■ **ABOUT THIS EXERCISE**: Across the entries below, work out how many lines contain "GameNotActive". Respond with the number and no other text.

■ **GIVEN RECORDS**:
>>
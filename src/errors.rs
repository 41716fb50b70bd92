//! Error types for the Mines wagering engine
//!
//! Every rejected request carries its kind plus the offending value so a
//! presentation layer can render an actionable message. Validation errors
//! are always returned before any state is touched.

use crate::common::types::Amount;
use serde::{Deserialize, Serialize};
use std::fmt;

/// Root error type for all engine operations
#[derive(Debug, Clone, PartialEq, Eq)]
pub enum MinesError {
    /// Configuration related errors
    Configuration(ConfigurationError),

    /// Game request rejected by the state machine
    Game(GameError),

    /// Ledger request rejected by the balance rules
    Ledger(LedgerError),
}

/// Stable, serializable classification of request failures
#[derive(Debug, Clone, Copy, PartialEq, Eq, Hash, Serialize, Deserialize)]
pub enum ErrorKind {
    InvalidSeed,
    GameAlreadyActive,
    GameNotActive,
    InvalidBoardParameters,
    TileOutOfRange,
    TileAlreadyRevealed,
    NothingRevealed,
    InvalidAmount,
    InsufficientBalance,
    WithdrawalLimitExceeded,
}

impl fmt::Display for ErrorKind {
    fn fmt(&self, f: &mut fmt::Formatter<'_>) -> fmt::Result {
        let name = match self {
            ErrorKind::InvalidSeed => "INVALID_SEED",
            ErrorKind::GameAlreadyActive => "GAME_ALREADY_ACTIVE",
            ErrorKind::GameNotActive => "GAME_NOT_ACTIVE",
            ErrorKind::InvalidBoardParameters => "INVALID_BOARD_PARAMETERS",
            ErrorKind::TileOutOfRange => "TILE_OUT_OF_RANGE",
            ErrorKind::TileAlreadyRevealed => "TILE_ALREADY_REVEALED",
            ErrorKind::NothingRevealed => "NOTHING_REVEALED",
            ErrorKind::InvalidAmount => "INVALID_AMOUNT",
            ErrorKind::InsufficientBalance => "INSUFFICIENT_BALANCE",
            ErrorKind::WithdrawalLimitExceeded => "WITHDRAWAL_LIMIT_EXCEEDED",
        };
        f.write_str(name)
    }
}

/// Game request errors
#[derive(Debug, Clone, PartialEq, Eq, thiserror::Error)]
pub enum GameError {
    #[error("Invalid client seed ({length} bytes): {reason}")]
    InvalidSeed { length: usize, reason: String },

    #[error("Player already has an active game {game_id}")]
    GameAlreadyActive { game_id: String },

    #[error("No active game")]
    GameNotActive,

    #[error("Invalid board: {tile_count} tiles with {mine_count} mines ({reason})")]
    InvalidBoardParameters {
        tile_count: u32,
        mine_count: u32,
        reason: String,
    },

    #[error("Tile {index} is outside the board of {tile_count} tiles")]
    TileOutOfRange { index: u32, tile_count: u32 },

    #[error("Tile {index} was already revealed")]
    TileAlreadyRevealed { index: u32 },

    #[error("Reveal at least one tile before cashing out")]
    NothingRevealed,

    #[error("Stake {stake} is below the minimum stake {min_stake}")]
    StakeTooSmall { stake: Amount, min_stake: Amount },
}

impl GameError {
    pub fn kind(&self) -> ErrorKind {
        match self {
            GameError::InvalidSeed { .. } => ErrorKind::InvalidSeed,
            GameError::GameAlreadyActive { .. } => ErrorKind::GameAlreadyActive,
            GameError::GameNotActive => ErrorKind::GameNotActive,
            GameError::InvalidBoardParameters { .. } => ErrorKind::InvalidBoardParameters,
            GameError::TileOutOfRange { .. } => ErrorKind::TileOutOfRange,
            GameError::TileAlreadyRevealed { .. } => ErrorKind::TileAlreadyRevealed,
            GameError::NothingRevealed => ErrorKind::NothingRevealed,
            GameError::StakeTooSmall { .. } => ErrorKind::InvalidAmount,
        }
    }
}

/// Which withdrawal cap a request ran into
#[derive(Debug, Clone, Copy, PartialEq, Eq, Serialize, Deserialize)]
pub enum WithdrawalLimit {
    PerTransaction,
    Daily,
}

impl fmt::Display for WithdrawalLimit {
    fn fmt(&self, f: &mut fmt::Formatter<'_>) -> fmt::Result {
        match self {
            WithdrawalLimit::PerTransaction => write!(f, "per-transaction"),
            WithdrawalLimit::Daily => write!(f, "daily"),
        }
    }
}

/// Balance ledger errors
#[derive(Debug, Clone, PartialEq, Eq, thiserror::Error)]
pub enum LedgerError {
    #[error("Invalid amount: {amount}")]
    InvalidAmount { amount: Amount },

    #[error("Insufficient balance: requested {requested}, available {available}")]
    InsufficientBalance { requested: Amount, available: Amount },

    #[error("Withdrawal of {requested} exceeds the {limit} limit of {cap} ({already_withdrawn} already withdrawn in window)")]
    WithdrawalLimitExceeded {
        requested: Amount,
        limit: WithdrawalLimit,
        cap: Amount,
        already_withdrawn: Amount,
    },

    #[error("Balance overflow while crediting {amount}")]
    BalanceOverflow { amount: Amount },
}

impl LedgerError {
    pub fn kind(&self) -> ErrorKind {
        match self {
            LedgerError::InvalidAmount { .. } => ErrorKind::InvalidAmount,
            LedgerError::InsufficientBalance { .. } => ErrorKind::InsufficientBalance,
            LedgerError::WithdrawalLimitExceeded { .. } => ErrorKind::WithdrawalLimitExceeded,
            LedgerError::BalanceOverflow { .. } => ErrorKind::InvalidAmount,
        }
    }
}

/// Configuration and validation errors
#[derive(Debug, Clone, PartialEq, Eq)]
pub enum ConfigurationError {
    ValidationFailed(String),
    InvalidValue { field: String, value: String, reason: String },
    LoadFailed(String),
    SaveFailed(String),
}

impl fmt::Display for MinesError {
    fn fmt(&self, f: &mut fmt::Formatter<'_>) -> fmt::Result {
        match self {
            MinesError::Configuration(e) => write!(f, "Configuration error: {}", e),
            MinesError::Game(e) => write!(f, "Game error: {}", e),
            MinesError::Ledger(e) => write!(f, "Ledger error: {}", e),
        }
    }
}

impl fmt::Display for ConfigurationError {
    fn fmt(&self, f: &mut fmt::Formatter<'_>) -> fmt::Result {
        match self {
            ConfigurationError::ValidationFailed(msg) => write!(f, "Validation failed: {}", msg),
            ConfigurationError::InvalidValue { field, value, reason } => {
                write!(f, "Invalid value for {}: '{}' ({})", field, value, reason)
            }
            ConfigurationError::LoadFailed(msg) => write!(f, "Failed to load configuration: {}", msg),
            ConfigurationError::SaveFailed(msg) => write!(f, "Failed to save configuration: {}", msg),
        }
    }
}

impl std::error::Error for MinesError {
    fn source(&self) -> Option<&(dyn std::error::Error + 'static)> {
        match self {
            MinesError::Configuration(e) => Some(e),
            MinesError::Game(e) => Some(e),
            MinesError::Ledger(e) => Some(e),
        }
    }
}

impl std::error::Error for ConfigurationError {}

impl From<ConfigurationError> for MinesError {
    fn from(e: ConfigurationError) -> Self {
        MinesError::Configuration(e)
    }
}

impl From<GameError> for MinesError {
    fn from(e: GameError) -> Self {
        MinesError::Game(e)
    }
}

impl From<LedgerError> for MinesError {
    fn from(e: LedgerError) -> Self {
        MinesError::Ledger(e)
    }
}

impl MinesError {
    /// Request failure kind; `None` for configuration problems
    pub fn kind(&self) -> Option<ErrorKind> {
        match self {
            MinesError::Configuration(_) => None,
            MinesError::Game(e) => Some(e.kind()),
            MinesError::Ledger(e) => Some(e.kind()),
        }
    }
}

pub type MinesResult<T> = Result<T, MinesError>;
<<
■ **EXPECTED ANSWER**: 4